Psalm 95, Romans 5.1-11
The Bible has some hard things to say to good people who end up, for whatever reason, being drawn into wrong-doing. The Psalmist's view is that God is so creative and so wonderfully loving that we shouldn't allow anything to separate us from him.
We are the people of his pasture and the sheep of his hand. He cares personally for each one of us and you'd think that would make us grateful and determined to be good.
My grandfather had a herd of sheep. To look at them, scattered around the field eating grass and watching over their lambs, they seemed like free agents who could do whatever they liked. But not a bit of it. The flock had a leader, whom my grandfather had kindly nicknamed Granny. When he came to the gate with a sack of feed she would walk to meet him and then she would follow him all the way to the feed trough. She never hurried, and she was never pushed or jostled by the rest of the flock, because she was the acknowledged leader of the flock and they all fell into line obediently behind her. I don't know how she enforced her priority in the pecking order, but she did! So those were good sheep. but not all sheep are as docile and well behaved.
When I was a child we used to go sometimes to sheepdog trials. They were supposed to be a test of which shepherd and dog had the best working relationship, but actually they were often a test of which competitor was unlucky enough to get the most stubborn set of sheep. The sheep would be divided into fours and each competitor worked with just four of them. But some sheep were good and would do just what the dog wanted, and some were determined to do their own thing. Once a dog got so frustrated that it tried to bite a sheep, but it wasn't entirely the dog's fault. Those sheep were spoiling for a fight!
The Psalmist warns that, although God is the good shepherd, we are not necessarily obedient sheep. Too often, even those of us who think that we're good find ourselves hardening our hearts to what is right. Like the sheep in the sheepdog trials we test the shepherd and put him to the proof, even though we have seen his goodness to us, and that's often because we convince ourselves that we're not so bad - that it's not our fault if we get bitten. And God gets frustrated, like the shepherd and the dog who were unlucky enough to draw the stubborn set of sheep. In fact, the Psalmist says an extraordinary thing; that God came to loathe the generation of people whom he rescued from Egypt so much for going astray that he swore - in his frustration - that they should not enter his rest in the Promised Land.

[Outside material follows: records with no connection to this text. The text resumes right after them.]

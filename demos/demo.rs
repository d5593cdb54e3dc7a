// Copyright (c) Meta Platforms, Inc. and affiliates.
//
// This source code is dual-licensed under either the MIT license found in the
// LICENSE-MIT file in the root directory of this source tree or the Apache
// License, Version 2.0 found in the LICENSE-APACHE file in the root directory
// of this source tree. You may select, at your option, one of the above-listed
// licenses.

use cpace_r255::rand_core::OsRng;
use cpace_r255::ContextInfo;

fn main() {
    let context = ContextInfo::new(b"192.0.2.1:12345", b"192.0.2.2:42", None);

    let (message_a, state) =
        cpace_r255::start(b"password", &context, &mut OsRng).expect("Error with start()");
    println!(
        "message_a bytes ({} bytes): {:?}",
        message_a.as_bytes().len(),
        hex::encode(message_a.as_bytes())
    );
    // Send message_a over the wire to the responder

    let (message_b, responder_key) =
        cpace_r255::exchange(b"password", &context, message_a.as_bytes(), &mut OsRng)
            .expect("Error with exchange()");
    println!(
        "message_b bytes ({} bytes): {:?}",
        message_b.as_bytes().len(),
        hex::encode(message_b.as_bytes())
    );
    // Send message_b over the wire to the initiator

    let initiator_key = state
        .finish(message_b.as_bytes())
        .expect("Error with finish()");

    assert_eq!(initiator_key, responder_key);
    println!(
        "both parties derived the same {}-byte key",
        initiator_key.as_bytes().len()
    );
}
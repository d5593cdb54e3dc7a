// Copyright (c) Meta Platforms, Inc. and affiliates.
//
// This source code is dual-licensed under either the MIT license found in the
// LICENSE-MIT file in the root directory of this source tree or the Apache
// License, Version 2.0 found in the LICENSE-APACHE file in the root directory
// of this source tree. You may select, at your option, one of the above-listed
// licenses.

//! An implementation of the CPace password-authenticated key exchange (PAKE)
//! over the ristretto255 prime-order group
//!
//! ⚠️ **Warning**: This implementation has not been audited. Use at your own risk!
//!
//! # Overview
//!
//! cpace-r255 is a protocol between two parties: an initiator and a
//! responder. Each party holds a low-entropy password, and after exchanging
//! two messages over an untrusted network they each derive a high-entropy
//! [`SessionKey`]. If the two participants held matching passwords and
//! constructed matching [`ContextInfo`]s, then they end up with the same key.
//! Otherwise, their keys will not match, and in fact be (computationally)
//! uncorrelated — an active attacker learns nothing beyond one online
//! password guess per session.
//!
//! The protocol yields implicit authentication only: neither party learns
//! whether the peer actually held the password until the derived keys are
//! used and compared. Callers that need explicit authentication should run a
//! key-confirmation exchange over the derived key before releasing it to
//! application code.
//!
//! # Setup
//!
//! Both parties must agree on a [`ContextInfo`] binding the initiator's
//! identity, the responder's identity, and optional associated data into the
//! key. A higher-level protocol with its own session identifier should fold
//! that identifier into the associated data:
//!
//! ```
//! use cpace_r255::ContextInfo;
//! let context = ContextInfo::new(b"192.0.2.1:12345", b"192.0.2.2:42", None);
//! ```
//!
//! # Protocol Execution
//!
//! The protocol occurs over three steps, involving two messages between the
//! initiator and responder.
//!
//! ## Initiator Start
//!
//! The initiator begins the protocol by invoking the following with the
//! password, a context, and a source of randomness:
//!
//! ```
//! # use cpace_r255::ContextInfo;
//! # let context = ContextInfo::new(b"192.0.2.1:12345", b"192.0.2.2:42", None);
//! use cpace_r255::rand_core::OsRng;
//!
//! let (message_a, state) = cpace_r255::start(b"password", &context, &mut OsRng)
//!     .expect("Error with start()");
//! // Send message_a.as_bytes() over the wire to the responder
//! ```
//!
//! The initiator retains the [`InitiatorState`] object for the
//! [third step](#initiator-finish), and sends the 48-byte [`MessageA`]
//! encoding over the wire to the responder.
//!
//! ## Responder Exchange
//!
//! Next, the responder invokes the following with its password, its own view
//! of the context, the received message bytes, and a source of randomness:
//!
//! ```
//! # use cpace_r255::ContextInfo;
//! # let context = ContextInfo::new(b"192.0.2.1:12345", b"192.0.2.2:42", None);
//! # use cpace_r255::rand_core::OsRng;
//! # let (message_a, state) = cpace_r255::start(b"password", &context, &mut OsRng)
//! #     .expect("Error with start()");
//! # // Send message_a.as_bytes() over the wire to the responder
//! let (message_b, responder_key) =
//!     cpace_r255::exchange(b"password", &context, message_a.as_bytes(), &mut OsRng)
//!         .expect("Error with exchange()");
//! // Send message_b.as_bytes() over the wire to the initiator
//! ```
//!
//! The exchange is single-shot: the responder retains no state, holds its
//! [`SessionKey`] immediately, and sends the 32-byte [`MessageB`] encoding
//! over the wire to the initiator.
//!
//! ## Initiator Finish
//!
//! Finally, the initiator invokes the following on the state retained from
//! [the first step](#initiator-start), with the message bytes received from
//! the responder:
//!
//! ```
//! # use cpace_r255::ContextInfo;
//! # let context = ContextInfo::new(b"192.0.2.1:12345", b"192.0.2.2:42", None);
//! # use cpace_r255::rand_core::OsRng;
//! # let (message_a, state) = cpace_r255::start(b"password", &context, &mut OsRng)
//! #     .expect("Error with start()");
//! # // Send message_a.as_bytes() over the wire to the responder
//! # let (message_b, responder_key) =
//! #     cpace_r255::exchange(b"password", &context, message_a.as_bytes(), &mut OsRng)
//! #         .expect("Error with exchange()");
//! # // Send message_b.as_bytes() over the wire to the initiator
//! let initiator_key = state
//!     .finish(message_b.as_bytes())
//!     .expect("Error with finish()");
//!
//! assert_eq!(initiator_key, responder_key);
//! ```
//!
//! Calling [`finish`](InitiatorState::finish) consumes the state, so a state
//! can never be used for more than one response. On any error the session is
//! dead: callers discard the state and restart the protocol with a fresh
//! salt and scalar.

#![cfg_attr(docsrs, feature(doc_auto_cfg))]
#![cfg_attr(not(test), deny(unsafe_code))]
#![warn(clippy::doc_markdown, missing_docs, rustdoc::all)]
#![cfg_attr(not(test), warn(unused_crate_dependencies))]

mod context;
mod errors;
mod group;
mod kdf;
mod messages;
mod protocol;
#[cfg(test)]
mod tests;

pub use context::ContextInfo;
pub use errors::CpaceError;
pub use kdf::{SessionKey, KEY_LENGTH};
pub use messages::{MessageA, MessageB, MESSAGE_A_LENGTH, MESSAGE_B_LENGTH, SALT_LENGTH};
pub use protocol::{exchange, start, InitiatorState};
pub use rand_core;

There is an implicit threat in the way the Psalmist recounts this story. 'O that today you would listen to his voice!' he tells the worshippers. 'Do not harden your hearts; do not go astray and disregard God's ways, or else you too shall not enter his rest just like the cursed generation who were condemned to wander in the wilderness without respite.'
But, of course, we know this isn't necessarily true. Our situation isn't as hopeless as the Psalmist implies.We can still obtain access to God's peace and grace, says Paul, even though we don't manage to be as good as we might like to imagine; and that's because God's patience isn't exhausted after all. We can still be justified by faith in Jesus' death for us upon the Cross, and God's love can still be poured into our hearts by the Holy Spirit.
Although we are still struggling and failing to be good enough, God has died for the ungodly. 'Perhaps for a good person someone might actually dare to die,' says Paul, 'But God proves his love for us in that while we were still sinners Christ died for us.'
Notice the almost casual way in which Paul moves from talking about God to talking about Jesus Christ, as if they were almost one and the same. God is not Jesus. He is more than Jesus. But we can say that Jesus is God. So if Jesus was willing to die for us, even though we are so shot full of imperfections, that proves the Psalmist was mistaken. We do, as the Psalmist says, make God angry by our disobedience. We do make God feeling loathing for the way we justify our behaviour. Paul actually talks in even strongly language than the Psalmist; he says that we incur God's wrath. But it is not true that we are condemned to wander for ever in the wilderness, cast out from God's love. We can find our rest in him. Despite our weakness we can be reconciled to God by Jesus' death for us and the Spirit of the risen Jesus can help us to become better people.
Despite John Wesley’s teaching about Christian perfection, we can never be wholly good; we’re bound to be influenced by what Paul elsewhere calls ‘human inclinations’. Even good people are bound to do bad things unintentionally, and sometimes quite deliberately. No wonder then that another Psalmist says, 'Blessed are those whose iniquities are forgiven.' God in his mercy is prepared to accept us despite our imperfections. In Jesus he offers himself as a solution to our predicament. He shows us that his love can always overcome the bad things that good people end up doing. And through his Spirit working in us we can at least grow towards perfection.
Why are good people tempted to do wrong? Sometimes we just fall from the straight and narrow and do mean, selfish or spiteful things. But sometimes we convince ourselves that we’re still good people even though we’re doing something wrong. But the Bible reminds us that we can only be truly good if we’re radically good. There’s no such thing as pretty good. And if we’re falling short of radical goodness, as we surely must, that simply emphasises our reliance on God’s grace, for the truly good are those who know their need of God’s great goodness.